Il est intéressant de savoir que la nature a bien prévue les choses… Les insomnies qui nous poursuivent en fin de grossesse ont pour finalité de nous préparer à ces nuits hachées qui vont suivre, à ces multiples réveils… notre corps se régule pour accueillir au mieux ce petite être…Dans le détail je ne sais pas exactement quel sont les hormones qui nous “portent” dans ce cas là, mais l’ocytocine doit y jouer un rôle. Savoir que notre corps est physiquement capable et préparé pour supporter quelque chose qu’on ne serait pas capable de supporter sans ce lien d’attachement qui nous lie à ce bébé devrait nous suffire pour affronter cette période de nuits écourtées, hachées et interrompues… Il faut juste donner une chance à notre corps d’assumer “son rôle” maternel et pour cela rien de mieux que d’écouter son cerveau archaïque au détriment du cerveau gauche…
Quand on entend de près ou de loin qu’un enfant qui pèse 6kg est physiquement capable de dormir la nuit, ou qu’à 8mois, on peut laisser pleurer un bébé etc, fermer vos oreilles et ne laissez pas entrer ces petites phrases toxiques atteindre votre cerveau… Vous savez ce que vous faites, vous le faites parce que vous écoutez votre instinct, cet instinct qui fait survivre l’humanité depuis des milliers d’années…

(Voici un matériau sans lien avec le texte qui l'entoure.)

//! Descriptor-to-identity mapping
//!
//! Turns rusb device descriptors into [`DeviceId`]s and human-readable
//! summaries for listing.

use common::DeviceId;
use rusb::{Device, DeviceDescriptor, DeviceHandle, UsbContext, Version};

/// One attached device, as shown by `--list-devices` and `detect`
#[derive(Debug, Clone, PartialEq, Eq)]
pub struct DeviceSummary {
    pub id: DeviceId,
    pub bus_number: u8,
    pub device_address: u8,
    pub manufacturer: Option<String>,
    pub product: Option<String>,
}

impl DeviceSummary {
    /// Read the summary, including string descriptors when the device can be opened
    pub fn read<T: UsbContext>(device: &Device<T>) -> Result<Self, rusb::Error> {
        let descriptor = device.device_descriptor()?;

        let strings = device
            .open()
            .ok()
            .map(|handle| read_string_descriptors(&descriptor, &handle));
        let (manufacturer, product) = strings.unwrap_or((None, None));

        Ok(Self {
            id: device_id(&descriptor),
            bus_number: device.bus_number(),
            device_address: device.address(),
            manufacturer,
            product,
        })
    }

    pub fn label(&self) -> String {
        format!(
            "{} {}",
            self.manufacturer.as_deref().unwrap_or("Unknown Manufacturer"),
            self.product.as_deref().unwrap_or("Unknown Product")
        )
    }
}

/// Identity of a device from its descriptor
pub fn device_id(descriptor: &DeviceDescriptor) -> DeviceId {
    DeviceId::from_parts(
        descriptor.vendor_id(),
        descriptor.product_id(),
        version_to_bcd(descriptor.device_version()),
        version_to_bcd(descriptor.usb_version()),
    )
}

/// Re-encode a decoded descriptor version as the raw BCD word
///
/// rusb splits `0xJJMN` into major `JJ` (two BCD digits), minor `M` and
/// sub-minor `N`.
pub fn version_to_bcd(version: Version) -> u16 {
    bcd_from_parts(version.major(), version.minor(), version.sub_minor())
}

fn bcd_from_parts(major: u8, minor: u8, sub_minor: u8) -> u16 {
    let major = major as u16;
    ((major / 10) & 0xF) << 12
        | ((major % 10) & 0xF) << 8
        | ((minor as u16) & 0xF) << 4
        | ((sub_minor as u16) & 0xF)
}

fn read_string_descriptors<T: UsbContext>(
    descriptor: &DeviceDescriptor,
    handle: &DeviceHandle<T>,
) -> (Option<String>, Option<String>) {
    let manufacturer = descriptor
        .manufacturer_string_index()
        .and_then(|idx| handle.read_string_descriptor_ascii(idx).ok());

    let product = descriptor
        .product_string_index()
        .and_then(|idx| handle.read_string_descriptor_ascii(idx).ok());

    (manufacturer, product)
}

Même si on ne va pas dire à notre enfant qu’il doit dormir la nuit puisqu’il pèse 6kg on va quand même se dire “mais pourquoi il ne dort pas la nuit??” Et rien que cette question suffit à court-circuiter notre cerveau archaïque. Je ne sais pas si cela est vraiment faisable de rester à l’abri de tout discours “progressiste” (ce n’est pas péjoratif, c’est juste un terme que j’emploie ici pour désigner les opinions qui évacuent les indications du cerveau archaïque)… Il m’est arrivé régulièrement de connaître des “bas”, mais vu la longueur de mes allaitements, la joie que j’y trouve, le bonheur que cela procure à tout le monde et cette envie de ne surtout pas arrêter, je me rends compte qu’il est possible d’écouter ce bon cerveau archaïque et de lâcher-prise sur le reste.

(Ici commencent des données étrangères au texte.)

//! Poll loop tests
//!
//! Drive [`DockMonitor::step`] with scripted snapshots, recording fakes and
//! a recording sleeper; no real time passes.

mod support;

use common::{ActionError, DeviceId, EnumerationError, RecordingSleeper, RetryPolicy};
use monitor::dock::{ActionStep, DockState, TickOutcome, Transition};
use monitor::usb::{DeviceEnumerator, Retrying};
use std::sync::Arc;
use std::time::Duration;
use support::{
    CallLog, DOCK, Fakes, KEYBOARD, MOUSE, SETTLE, ScriptedEnumerator, busy, dock_config, monitor_with,
    set,
};

const POLL: Duration = Duration::from_secs(2);
const BACKOFF: Duration = Duration::from_secs(5);

mod startup {
    use super::*;

    #[test]
    fn test_first_poll_undocked_runs_undocked_actions() {
        let log = CallLog::default();
        let sleeper = Arc::new(RecordingSleeper::new());
        let enumerator = ScriptedEnumerator::new(vec![Ok(set(&[KEYBOARD]))]);
        let mut m = monitor_with(enumerator, dock_config(&[], true), Fakes::default(), &log, sleeper.clone());

        match m.step() {
            Some(TickOutcome::Transitioned { from, transition, result }) => {
                assert_eq!(from, DockState::Unknown);
                assert_eq!(transition, Transition::BecameUndocked);
                assert!(result.is_success());
            }
            other => panic!("expected a transition, got {:?}", other),
        }
        assert_eq!(log.calls(), vec!["audio:undocked", "display:reset"]);
        assert_eq!(m.state(), DockState::Undocked);
        // No wait after a change
        assert!(sleeper.waits().is_empty());
    }

    #[test]
    fn test_first_poll_docked_settles_before_actions() {
        let log = CallLog::default();
        let sleeper = Arc::new(RecordingSleeper::new());
        let enumerator = ScriptedEnumerator::new(vec![Ok(set(&[DOCK]))]);
        let mut m = monitor_with(enumerator, dock_config(&["R1"], false), Fakes::default(), &log, sleeper.clone());

        m.step();

        assert_eq!(m.state(), DockState::Docked);
        assert_eq!(log.calls(), vec!["restart:R1", "audio:docked"]);
        assert_eq!(sleeper.waits(), vec![SETTLE]);
    }
}

mod steady_state {
    use super::*;

    #[test]
    fn test_unchanged_snapshot_waits_poll_interval_without_dispatch() {
        let log = CallLog::default();
        let sleeper = Arc::new(RecordingSleeper::new());
        let enumerator = ScriptedEnumerator::new(vec![Ok(set(&[KEYBOARD]))]);
        let mut m = monitor_with(enumerator, dock_config(&[], false), Fakes::default(), &log, sleeper.clone());

        m.step();
        log.clear();

        for _ in 0..3 {
            assert!(matches!(m.step(), Some(TickOutcome::Unchanged)));
        }
        assert!(log.calls().is_empty());
        assert_eq!(sleeper.waits(), vec![POLL, POLL, POLL]);
    }

    #[test]
    fn test_dock_connected_while_running() {
        let log = CallLog::default();
        let sleeper = Arc::new(RecordingSleeper::new());
        let enumerator = ScriptedEnumerator::new(vec![
            Ok(set(&[KEYBOARD])),
            Ok(set(&[KEYBOARD, DOCK])),
        ]);
        let mut m = monitor_with(
            enumerator,
            dock_config(&["R1", "R2"], false),
            Fakes::default(),
            &log,
            sleeper.clone(),
        );

        m.step();
        log.clear();
        sleeper.clear();

        match m.step() {
            Some(TickOutcome::Transitioned { from, transition, .. }) => {
                assert_eq!(from, DockState::Undocked);
                assert_eq!(transition, Transition::BecameDocked);
            }
            other => panic!("expected a transition, got {:?}", other),
        }
        assert_eq!(log.calls(), vec!["restart:R1", "restart:R2", "audio:docked"]);
        assert_eq!(sleeper.waits(), vec![SETTLE]);
        assert_eq!(m.previous(), Some(&set(&[KEYBOARD, DOCK])));
    }

    #[test]
    fn test_unrelated_device_change_updates_snapshot_only() {
        let log = CallLog::default();
        let sleeper = Arc::new(RecordingSleeper::new());
        let enumerator = ScriptedEnumerator::new(vec![
            Ok(set(&[DOCK])),
            Ok(set(&[DOCK, MOUSE])),
        ]);
        let mut m = monitor_with(enumerator, dock_config(&[], false), Fakes::default(), &log, sleeper.clone());

        m.step();
        log.clear();
        sleeper.clear();

        assert!(matches!(m.step(), Some(TickOutcome::ChangedSameState)));
        assert!(log.calls().is_empty());
        assert!(sleeper.waits().is_empty());
        assert_eq!(m.state(), DockState::Docked);
        assert_eq!(m.previous(), Some(&set(&[DOCK, MOUSE])));
    }

    #[test]
    fn test_dock_disconnected_while_running() {
        let log = CallLog::default();
        let sleeper = Arc::new(RecordingSleeper::new());
        let enumerator = ScriptedEnumerator::new(vec![
            Ok(set(&[DOCK, KEYBOARD])),
            Ok(set(&[KEYBOARD])),
        ]);
        let mut m = monitor_with(enumerator, dock_config(&["R1"], true), Fakes::default(), &log, sleeper);

        m.step();
        log.clear();
        m.step();

        assert_eq!(m.state(), DockState::Undocked);
        assert_eq!(log.calls(), vec!["audio:undocked", "display:reset"]);
    }
}

mod failures {
    use super::*;

    #[test]
    fn test_enumeration_exhausted_keeps_state_and_backs_off() {
        let log = CallLog::default();
        let sleeper = Arc::new(RecordingSleeper::new());
        let script = ScriptedEnumerator::new(vec![
            Ok(set(&[DOCK])),
            Err(busy()),
            Err(busy()),
            Err(busy()),
            Ok(set(&[DOCK])),
        ]);
        let calls = script.calls.clone();
        let enumerator = Retrying::new(script, RetryPolicy::default(), sleeper.clone());
        let mut m = monitor_with(enumerator, dock_config(&[], false), Fakes::default(), &log, sleeper.clone());

        m.step();
        log.clear();
        sleeper.clear();

        match m.step() {
            Some(TickOutcome::EnumerationFailed(EnumerationError::Exhausted { attempts, .. })) => {
                assert_eq!(attempts, 3);
            }
            other => panic!("expected exhausted enumeration, got {:?}", other),
        }
        assert_eq!(*calls.lock().unwrap(), 4);
        // Two retry delays, then the failure backoff
        assert_eq!(
            sleeper.waits(),
            vec![Duration::from_secs(1), Duration::from_secs(1), BACKOFF]
        );
        assert_eq!(m.state(), DockState::Docked);
        assert_eq!(m.previous(), Some(&set(&[DOCK])));
        assert!(log.calls().is_empty());

        // Recovery with the same set is quiet
        sleeper.clear();
        assert!(matches!(m.step(), Some(TickOutcome::Unchanged)));
        assert_eq!(sleeper.waits(), vec![POLL]);
    }

    #[test]
    fn test_failed_action_does_not_stop_the_loop() {
        let log = CallLog::default();
        let sleeper = Arc::new(RecordingSleeper::new());
        let enumerator = ScriptedEnumerator::new(vec![Ok(set(&[DOCK]))]);
        let fakes = Fakes {
            audio_fails: true,
            ..Fakes::default()
        };
        let mut m = monitor_with(enumerator, dock_config(&[], false), fakes, &log, sleeper);

        match m.step() {
            Some(TickOutcome::Transitioned { result, .. }) => {
                assert_eq!(result.failures().len(), 1);
            }
            other => panic!("expected a transition, got {:?}", other),
        }
        assert_eq!(m.state(), DockState::Docked);
        assert!(matches!(m.step(), Some(TickOutcome::Unchanged)));
    }

    #[test]
    fn test_panicking_collaborator_does_not_abort_remaining_steps() {
        let log = CallLog::default();
        let sleeper = Arc::new(RecordingSleeper::new());
        let enumerator = ScriptedEnumerator::new(vec![Ok(set(&[DOCK]))]);
        let fakes = Fakes {
            panicking_restarts: vec![DeviceId::from("R1")],
            ..Fakes::default()
        };
        let mut m = monitor_with(enumerator, dock_config(&["R1", "R2"], false), fakes, &log, sleeper.clone());

        match m.step() {
            Some(TickOutcome::Transitioned { result, .. }) => {
                assert_eq!(result.attempted(), 3);
                let failures = result.failures();
                assert_eq!(failures.len(), 1);
                assert_eq!(failures[0].step, ActionStep::RestartDevice(DeviceId::from("R1")));
                assert!(matches!(failures[0].result, Err(ActionError::Panicked(_))));
            }
            other => panic!("expected a transition, got {:?}", other),
        }
        assert_eq!(log.calls(), vec!["restart:R1", "restart:R2", "audio:docked"]);
        assert_eq!(sleeper.waits(), vec![SETTLE]);

        // Nothing is re-fired for the same set
        log.clear();
        assert!(matches!(m.step(), Some(TickOutcome::Unchanged)));
        assert!(log.calls().is_empty());
        assert_eq!(m.state(), DockState::Docked);
    }

    struct PanickingEnumerator;

    impl DeviceEnumerator for PanickingEnumerator {
        fn snapshot(&mut self) -> Result<common::DeviceSet, EnumerationError> {
            panic!("libusb went away");
        }
    }

    #[test]
    fn test_panicking_enumerator_backs_off_and_keeps_state() {
        let log = CallLog::default();
        let sleeper = Arc::new(RecordingSleeper::new());
        let mut m = monitor_with(PanickingEnumerator, dock_config(&[], false), Fakes::default(), &log, sleeper.clone());

        assert!(m.step().is_none());
        assert_eq!(sleeper.waits(), vec![BACKOFF]);
        assert_eq!(m.state(), DockState::Unknown);
        assert!(m.previous().is_none());
        assert!(log.calls().is_empty());
    }
}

Pour les nuits hachées, j’ai testé plusieurs “méthodes” dont celle où le papa se lève et berce l’enfant jusqu’à ce qu’il dorme… mais il faut tenir pour cela plusieurs jours… et c’est dur… et la maman ne dort pas non plus pendant ce temps… c’est certainement la “méthode” la plus douce pour apprendre aux enfants à se passer du sein de la maman, mais chez nous, on n’est pas arrivés au bout, et au final je trouve que c’est moins épuisant d’allaiter le petit mi-endormi plutôt que de le bercer des heures…Chacun se rendort en paix…

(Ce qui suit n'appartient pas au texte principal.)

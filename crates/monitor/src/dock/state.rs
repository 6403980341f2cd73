//! Dock state machine
//!
//! Pure classification of successive device-set snapshots into dock
//! transitions. Only end-of-interval snapshots are compared, so a dock
//! indicator device that appears and vanishes between two polls is never
//! seen.

use common::{DeviceId, DeviceSet};
use std::fmt;

/// Static description of what "docked" means and what to do about it
#[derive(Debug, Clone, PartialEq, Eq)]
pub struct DockConfiguration {
    /// Any one of these present means the dock is attached
    pub dock_indicator_devices: Vec<DeviceId>,
    /// Devices restarted, in order, after docking
    pub restart_devices: Vec<DeviceId>,
    /// Reset display resolution after undocking
    pub reset_resolution: bool,
}

impl DockConfiguration {
    /// Whether `devices` contains at least one dock indicator device
    pub fn is_docked(&self, devices: &DeviceSet) -> bool {
        devices.intersects(&self.dock_indicator_devices)
    }
}

/// Last classification of the device set
#[derive(Debug, Clone, Copy, PartialEq, Eq, Default)]
pub enum DockState {
    /// No snapshot has been classified yet
    #[default]
    Unknown,
    Docked,
    Undocked,
}

impl DockState {
    fn from_docked(docked: bool) -> Self {
        if docked {
            DockState::Docked
        } else {
            DockState::Undocked
        }
    }
}

impl fmt::Display for DockState {
    fn fmt(&self, f: &mut fmt::Formatter<'_>) -> fmt::Result {
        match self {
            DockState::Unknown => write!(f, "Unknown"),
            DockState::Docked => write!(f, "Docked"),
            DockState::Undocked => write!(f, "Undocked"),
        }
    }
}

/// Dock transition to act upon
#[derive(Debug, Clone, Copy, PartialEq, Eq)]
pub enum Transition {
    None,
    BecameDocked,
    BecameUndocked,
}

impl Transition {
    fn towards(docked: bool) -> Self {
        if docked {
            Transition::BecameDocked
        } else {
            Transition::BecameUndocked
        }
    }
}

/// Result of classifying one snapshot
#[derive(Debug, Clone, Copy, PartialEq, Eq)]
pub struct Evaluation {
    pub state: DockState,
    pub transition: Transition,
    /// The snapshot differs from the previous one (or is the first one)
    pub changed: bool,
}

/// Classify `current` against the previous snapshot and state
///
/// The first evaluation (state [`DockState::Unknown`]) always yields a
/// transition so startup actions run once whatever the physical state.
/// After that, an identical snapshot is a no-op, and a changed snapshot
/// only yields a transition when the docked classification flips.
pub fn evaluate(
    previous: Option<&DeviceSet>,
    state: DockState,
    current: &DeviceSet,
    config: &DockConfiguration,
) -> Evaluation {
    if state != DockState::Unknown && previous == Some(current) {
        return Evaluation {
            state,
            transition: Transition::None,
            changed: false,
        };
    }

    let docked = config.is_docked(current);
    let new_state = DockState::from_docked(docked);

    let transition = if state == new_state {
        Transition::None
    } else {
        Transition::towards(docked)
    };

    Evaluation {
        state: new_state,
        transition,
        changed: true,
    }
}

Un petit conseil personnel: plus le bébé est proche de notre lit, moins on se réveille. Il y a bien des nuits où je me suis étonnée de voir que mon bébé était avec moi dans mon lit… je n’avais aucun souvenir de l’avoir pris… Voilà ce qu’on peut faire quand on dort à moitié… mais pour cela il faut que le bébé soit proche. S’il faut aller dans une autre pièce et éventuellement aussi allumer une lumière, on se réveille complètement et le sommeil est plus difficile à trouver après. Même pour aller aux toilettes, il est préférable de ne pas allumer une lumière, de fermer presque les yeux… comme pour l’accouchement, dès qu’on a de la lumière, dès que nos yeux sont actifs, l’adrénaline envahi notre organisme et nous empêche de retrouver le calme et le sommeil juste après.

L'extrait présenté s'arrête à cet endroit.